Capitol Hill recently held a touchy hearing and debate about the practice of union federal employee members being paidwhile carrying out representational duties. The matter ended with an executive order to reduce its use.
House Oversight and Government Reform Committee Republicans attacked the official time practice in a hearing that didn’t include any information from employee groups. According to Republicans, this official time is a waste of taxpayer money. It was more of a subsidy.
Democrats, on the other hand, said official time leads to agencies saving money. Their explanati0on is that they help foster relationships between management and labor, decrease the number of formal grievances and litigation and let the parties work alongside each other to ensure more efficient operations are in line. They also work together to deal with future issues and enterprises.
Republican lawmakers looked at the 2017 fiscal year and found that more than 980 employees spent half their time on official time – 221 of those employees were earning $100,000 a year. Perhaps the issue was a vision because the very next day, President Donald Trump made it easy – through a series of executive orders – to fire employees who were not performing their duties and restricted their use of official time.
In one order, agencies could limit employees’ official time use to 25 percent of their workday when they were negotiating with unions. It barred employees from using the time to represent employees who were filing a grievance or appealing negative personnel action.
Federal employee unions have since denounced these executive orders, claiming they were nothing more than an assault on collective bargaining. The National Treasury Employees Union and American Federation of Government Employees said they were considering possible legal action to stop the orders from going into effect.
TSP officials, however, said they were in the initial phase of increasing the default contribution rate on any new federal employees, which would mean they could automatically benefit from the matching contribution the federal government provides when they become a public servant.
Ravindra Deo, TSP executive director, said starting in October 2019, all federal civilian employees hired after the date would automatically submit five percent, rather than three percent, of their pre-tax income into the 401(k)-like retirement savings program.
Kim Weaver, TSPspokeswoman, said the program has more than 70 percent of its participants contributing five percent, which is the maximum the federal government offers in matching funds. Weaver said the announcement about the increase in the default contribution rate gives agencies time to prepare their fiscal 2020 budget proposals for the new policy.
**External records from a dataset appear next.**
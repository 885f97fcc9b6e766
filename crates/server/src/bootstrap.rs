//! Server Bootstrap
//!
//! Turns an [`AppConfig`] into connected stores and a ready fairness
//! service.

use fairq_adapters::config::{AppConfig, ConfigError, FairnessConfig};
use fairq_adapters::{postgres, PostgreSqlJobStore, PostgreSqlRankRepository, SqlDialect};
use fairq_application::{FairnessService, FairnessSettings};
use fairq_ports::{JobStoreError, RankRepositoryError};
use std::sync::Arc;
use thiserror::Error;
use tracing::{error, info};

#[derive(Debug, Error)]
pub enum BootstrapError {
    #[error("Configuration error: {0}")]
    Config(#[from] ConfigError),

    #[error("{0} is not supported by this server; only PostgreSQL is")]
    UnsupportedDialect(SqlDialect),

    #[error("Failed to connect to the database: {0}")]
    Connect(String),

    #[error("Schema error: {0}")]
    Schema(String),
}

impl From<JobStoreError> for BootstrapError {
    fn from(err: JobStoreError) -> Self {
        BootstrapError::Schema(err.to_string())
    }
}

impl From<RankRepositoryError> for BootstrapError {
    fn from(err: RankRepositoryError) -> Self {
        BootstrapError::Schema(err.to_string())
    }
}

pub type Result<T> = std::result::Result<T, BootstrapError>;

#[derive(Clone)]
pub struct ServerComponents {
    pub config: AppConfig,
    pub jobs: Arc<PostgreSqlJobStore>,
    pub ranks: Arc<PostgreSqlRankRepository>,
    pub service: Arc<FairnessService>,
}

impl ServerComponents {
    /// Create the job and rank tables if they do not exist yet
    pub async fn init_schema(&self) -> Result<()> {
        self.jobs.init_schema().await?;
        self.ranks.init_schema().await?;
        info!("Database schema initialized");
        Ok(())
    }
}

/// Map the fairness section of the configuration onto service settings
pub fn fairness_settings(config: &FairnessConfig) -> FairnessSettings {
    FairnessSettings {
        fair_queues: config.fair_queues(),
        top_k: config.top_k,
        read_ahead: config.read_ahead,
        batch_size: config.batch_size,
    }
}

pub async fn initialize(config: AppConfig) -> Result<ServerComponents> {
    let dialect = config.database.dialect()?;
    if dialect != SqlDialect::Postgres {
        error!(%dialect, "Unsupported database dialect");
        return Err(BootstrapError::UnsupportedDialect(dialect));
    }

    let jobs_table = config.fairness.jobs_table()?;
    let ranks_table = config.fairness.ranks_table()?;

    let pool = postgres::connect(&config.database).await.map_err(|e| {
        error!(error = %e, "Failed to connect to PostgreSQL");
        BootstrapError::Connect(e.to_string())
    })?;

    let jobs = Arc::new(PostgreSqlJobStore::new(
        pool.clone(),
        jobs_table,
        ranks_table.clone(),
    ));
    let ranks = Arc::new(PostgreSqlRankRepository::new(pool, ranks_table));
    let service = Arc::new(FairnessService::new(
        jobs.clone(),
        ranks.clone(),
        fairness_settings(&config.fairness),
    ));

    Ok(ServerComponents {
        config,
        jobs,
        ranks,
        service,
    })
}

pub fn log_config_summary(config: &AppConfig) {
    let fairness = &config.fairness;
    info!(
        max_connections = config.database.max_connections,
        jobs_table = %fairness.jobs_table,
        ranks_table = %fairness.ranks_table,
        fair_queues = ?fairness.queues,
        top_k = fairness.top_k,
        read_ahead = fairness.read_ahead,
        batch_size = fairness.batch_size,
        interval_secs = fairness.recalculate_interval_secs,
        "Configuration summary"
    );
}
TSP officials said they were making the necessary moves to implement the 2017 law that allows federal workers and employees be able to easily withdraw money from retirement savings accounts. The implementation is set to go into full effect September 2019. When it does, participants can request partial withdrawals once a month after leaving federal service and four times a year for those still working for the government and are 59.5 years old.
For those already getting their withdrawals, they can make changes to how often the payments and how much the payments can be anytime rather than waiting until the open season period.